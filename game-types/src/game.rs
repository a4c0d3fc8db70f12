use serde::{Deserialize, Serialize};
use std::collections::BTreeMap;
use ts_rs::TS;

/// Display name -> points for everyone currently in a room.
pub type Leaderboard = BTreeMap<String, u32>;

#[derive(Debug, Clone, Copy, PartialEq, Serialize, Deserialize, TS)]
#[ts(export)]
pub struct Point {
    pub x: f64,
    pub y: f64,
}

/// One stroke segment. `prev_point` is absent for the first segment of a stroke.
#[derive(Debug, Clone, PartialEq, Serialize, Deserialize, TS)]
#[serde(rename_all = "camelCase")]
#[ts(export)]
pub struct DrawLine {
    pub prev_point: Option<Point>,
    pub curr_point: Point,
    pub color: String,
    #[serde(alias = "thickness")]
    pub brush_thickness: f64,
}

#[derive(Debug, Clone, PartialEq, Eq, Serialize, Deserialize, TS)]
#[ts(export)]
pub struct RoomSummary {
    #[serde(rename = "roomID")]
    pub room_id: String,
    #[serde(rename = "playerCount")]
    pub player_count: usize,
}

#[derive(Debug, Clone, PartialEq, Eq, Serialize, Deserialize, TS)]
#[ts(export)]
pub struct CreateRoomResponse {
    #[serde(rename = "roomID")]
    pub room_id: String,
}

#[derive(Debug, Clone, PartialEq, Eq, Serialize, Deserialize, TS)]
#[ts(export)]
pub struct JoinRoomResponse {
    pub success: bool,
    #[serde(rename = "roomID", skip_serializing_if = "Option::is_none")]
    pub room_id: Option<String>,
}

/// `success` is false when no room had players and `room_id` is a fresh code to create.
#[derive(Debug, Clone, PartialEq, Eq, Serialize, Deserialize, TS)]
#[ts(export)]
pub struct RandomRoomResponse {
    pub success: bool,
    #[serde(rename = "roomID")]
    pub room_id: String,
}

- [WHAT NEEDS TO BE DONE]
Reproduce every line of the data so that nothing differs from the original.

- [RESULT BELOW]
filename game-types/src/game.rs
repository a4c0d3fc8db70f12
use serde::{Deserialize, Serialize};
use std::collections::BTreeMap;
use ts_rs::TS;

/// Display name -> points for everyone currently in a room.
pub type Leaderboard = BTreeMap<String, u32>;

#[derive(Debug, Clone, Copy, PartialEq, Serialize, Deserialize, TS)]
#[ts(export)]
pub struct Point {
    pub x: f64,
    pub y: f64,
}

/// One stroke segment. `prev_point` is absent for the first segment of a stroke.
#[derive(Debug, Clone, PartialEq, Serialize, Deserialize, TS)]
#[serde(rename_all = "camelCase")]
#[ts(export)]
pub struct DrawLine {
    pub prev_point: Option<Point>,
    pub curr_point: Point,
    pub color: String,
    #[serde(alias = "thickness")]
    pub brush_thickness: f64,
}

#[derive(Debug, Clone, PartialEq, Eq, Serialize, Deserialize, TS)]
#[ts(export)]
pub struct RoomSummary {
    #[serde(rename = "roomID")]
    pub room_id: String,
    #[serde(rename = "playerCount")]
    pub player_count: usize,
}

#[derive(Debug, Clone, PartialEq, Eq, Serialize, Deserialize, TS)]
#[ts(export)]
pub struct CreateRoomResponse {
    #[serde(rename = "roomID")]
    pub room_id: String,
}

#[derive(Debug, Clone, PartialEq, Eq, Serialize, Deserialize, TS)]
#[ts(export)]
pub struct JoinRoomResponse {
    pub success: bool,
    #[serde(rename = "roomID", skip_serializing_if = "Option::is_none")]
    pub room_id: Option<String>,
}

/// `success` is false when no room had players and `room_id` is a fresh code to create.
#[derive(Debug, Clone, PartialEq, Eq, Serialize, Deserialize, TS)]
#[ts(export)]
pub struct RandomRoomResponse {
    pub success: bool,
    #[serde(rename = "roomID")]
    pub room_id: String,
}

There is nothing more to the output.